Jay and Jody Scribner live in Rock Falls with their four children, ages 5, 7, 12 and 13, so a little alone time, even if it’s just a Wally run, is a welcome thing.
It was May 16, a Sunday night, and Jody wanted to go to the Sterling Walmart to get Jay a new pillow. Did he want to come along? He did.
She had a hankering for some ice cream, so they stopped at Culver’s first. Had to. It would have been closed afterward.
As they were heading north over the First Avenue Bridge, Jay spotted him out of the corner of his eye – a man on the outside of the east railing, gripping it. Trying to make up his mind.
And crying. Sobbing, really. “Nobody cares. Nobody cares.”
The Scribners flipped around and came back, parked in the middle of the bridge and popped on the emergency flashers. Jody called 911. Jay asked the dispatcher if it was OK if he approached the guy, and she said yes, if you think you can, yes.
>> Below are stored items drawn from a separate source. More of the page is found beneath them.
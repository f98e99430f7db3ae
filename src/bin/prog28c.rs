#[macro_use]
extern crate clap;
#[macro_use]
extern crate failure;
#[macro_use]
extern crate log;

extern crate prog28c;
use prog28c::*;

use std::fs;
use std::io::{
	self,
	Write,
};
use std::path::Path;
use std::process::exit;

use prog28c::client::{
	ChildTransport,
	Client,
	Transport,
};
use prog28c::programmer::MAX_ROM_SIZE;

fn connect(matches: &clap::ArgMatches) -> AResult<Client<Box<dyn Transport>>> {
	let port = matches.value_of_os("port").map(Path::new);
	let emulator = matches.value_of_os("emulator").map(Path::new);
	let transport: Box<dyn Transport> = match (port, emulator) {
		(Some(_), Some(_)) => bail!("use either --port or --emulator"),
		(Some(port), None) => Box::new(tty::open_serial(port)?),
		(None, Some(emulator)) => Box::new(ChildTransport::spawn(emulator, &["--fast"])?),
		(None, None) => bail!("need --port or --emulator"),
	};
	let mut client = Client::new(transport);

	// the firmware prints a prompt on startup (opening the port resets the board)
	debug!("waiting for prompt");
	client.wait_prompt()?;
	Ok(client)
}

fn print_response(command: &str, response: &str) {
	println!("> {}", command);
	if !response.is_empty() {
		println!("{}", response);
	}
}

fn version(client: &mut Client<Box<dyn Transport>>) -> AResult<()> {
	println!("{} {}", crate_name!(), crate_version!());
	println!("firmware: {}", client.firmware_version()?);
	Ok(())
}

fn demo(client: &mut Client<Box<dyn Transport>>) -> AResult<()> {
	for command in &["v", "h", ""] {
		let response = client.exec(command)?;
		print_response(command, &response);
	}
	Ok(())
}

fn exec(client: &mut Client<Box<dyn Transport>>, sub_m: &clap::ArgMatches) -> AResult<()> {
	for command in sub_m.values_of("COMMAND").into_iter().flatten() {
		let response = client.exec(command)?;
		print_response(command, &response);
	}
	Ok(())
}

fn dump(client: &mut Client<Box<dyn Transport>>, sub_m: &clap::ArgMatches) -> AResult<()> {
	let image = client.read_rom(0, MAX_ROM_SIZE)?;
	match sub_m.value_of_os("output") {
		Some(path) => {
			fs::write(path, &image)?;
			info!("Wrote {} bytes to {}", image.len(), Path::new(path).display());
		},
		None => {
			let stdout = io::stdout();
			let mut stdout = stdout.lock();
			stdout.write_all(&image)?;
			stdout.flush()?;
		},
	}
	Ok(())
}

fn program(client: &mut Client<Box<dyn Transport>>, sub_m: &clap::ArgMatches) -> AResult<()> {
	let path = match sub_m.value_of_os("IMAGE") {
		Some(path) => Path::new(path),
		None => bail!("missing parameter IMAGE"),
	};
	let image = match fs::read(path) {
		Ok(image) => image,
		Err(e) => bail!("couldn't read image {}: {}", path.display(), e),
	};
	ensure!(
		image.len() <= MAX_ROM_SIZE,
		"image {} too large: {} bytes",
		path.display(),
		image.len()
	);

	info!("Writing {} bytes", image.len());
	client.write_rom(0, &image)?;

	if sub_m.is_present("verify") {
		let written = client.read_rom(0, image.len())?;
		if let Some(pos) = written.iter().zip(&image).position(|(a, b)| a != b) {
			bail!(
				"verify failed at {:04x}: read {:02x}, expected {:02x}",
				pos,
				written[pos],
				image[pos]
			);
		}
		info!("Image verified successfully");
	}
	Ok(())
}

fn main_app() -> AResult<()> {
	let matches = clap_app!(@app (app_from_crate!())
		(@setting SubcommandRequiredElseHelp)
		(global_setting: clap::AppSettings::VersionlessSubcommands)
		(@arg port: -p --port +takes_value "serial port of the programmer (38400 baud)")
		(@arg emulator: -e --emulator +takes_value
			"run this emulator binary instead of using a serial port")
		(@subcommand version =>
			(about: "show client and firmware version")
		)
		(@subcommand demo =>
			(about: "run a few harmless commands")
		)
		(@subcommand exec =>
			(about: "run firmware commands and print their responses")
			(@arg COMMAND: +required +multiple "command line to send")
		)
		(@subcommand dump =>
			(about: "read the complete ROM")
			(@arg output: -o --output +takes_value "file to write (default: stdout)")
		)
		(@subcommand program =>
			(about: "write an image to the ROM, starting at address 0")
			(@arg verify: -v --verify "read back and compare after writing")
			(@arg IMAGE: +required "binary image to write")
		)
	).get_matches();

	let mut client = connect(&matches)?;

	match matches.subcommand() {
		("version", _) => {
			version(&mut client)
		},
		("demo", _) => {
			demo(&mut client)
		},
		("exec", Some(sub_m)) => {
			exec(&mut client, sub_m)
		},
		("dump", Some(sub_m)) => {
			dump(&mut client, sub_m)
		},
		("program", Some(sub_m)) => {
			program(&mut client, sub_m)
		},
		("", _) => bail!("no subcommand"),
		(cmd, _) => bail!("not implemented subcommand {:?}", cmd),
	}
}

fn main() {
	env_logger::from_env(env_logger::Env::default().default_filter_or("info")).init();

	if let Err(e) = main_app() {
		error!("Error: {}", e);
		exit(1);
	}
}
Jay jumped the fence separating the sidewalk from the bridge traffic. As he reached the distraught man, the man made up his mind. He let go.
Jay lunged – and caught him, just. He pulled him back, held him fast as the man wriggled, struggling to break free, continuing to cry. “Nobody cares. Nobody stopped.”
“Hey, don’t do this. We care,” Jay reassured him. “We care. We stopped.”
A Sterling police officer arrived and together they pulled him away from the bridge, They set him down, tried to calm him. The man – just a kid, really, only 19 – was from South Carolina. He’d met a girl on Facebook and came all the way to Rock Falls to be with her. She broke up with him that day. The same day the motel kicked him out – he was out of money. And off his medication. And on the outs with his family.
And that, for him, was it. That’s how he wound up on the bridge.
He was crying the whole time he was telling his story. “No one cares, no one cares, no one stopped.”
“He wasn’t wrong,” Jay said. There was a lot of traffic on the bridge that night.
“That was the saddest part; everybody kept driving by and nobody stopped. ‘Nobody cares’, that’s what he kept saying.”
The police took the boy away for a psych evaluation. So far, no happy ending, but tragedy, at least for now, has been averted.
Jay, a driver for Republic Services, and Jody have kept in touch. The boy’s been hospitalized a time or two since, tried to cut his wrists, but there is a bright spot for him, again, thanks to the Scribners.
Jay took some of the things the boy said and got online, did a little noodling around looking for his family, and reached out to a woman who turned out to be his stepmother; she was ecstatic. His family had been looking for him. They’ve since talked.
On July 27, Jay was recognized by his boss at Republic Services, Kevin North, and by the city of Sterling for his heroic Good Samaritanism.
He’s not quite sure how to feel about that.
“It’s a weird feeling,” he said. ”It’s not my story. It’s his story. He’s the one who’s hurting.
“It’s hard for me to get praise and recognition off someone trying to end their life. I worked in the death industry. I worked for Sterling Vault, I did cremations and burials, so it was very nice not to have to see that aftermath.”
He and Jody are still marveling over the mystery of it all.
“We still find it so really strange ... there were so many things that had to happen,” Jay said.
“It’s one of those moments in life when you were where you were supposed to be. You were supposed to be in that spot. If she didn’t want the ice cream before we got to that bridge, that moment would not have existed.
“Maybe that was God’s way, or whatever, to say that there are two people I know who are strong enough to handle this, and put them there.”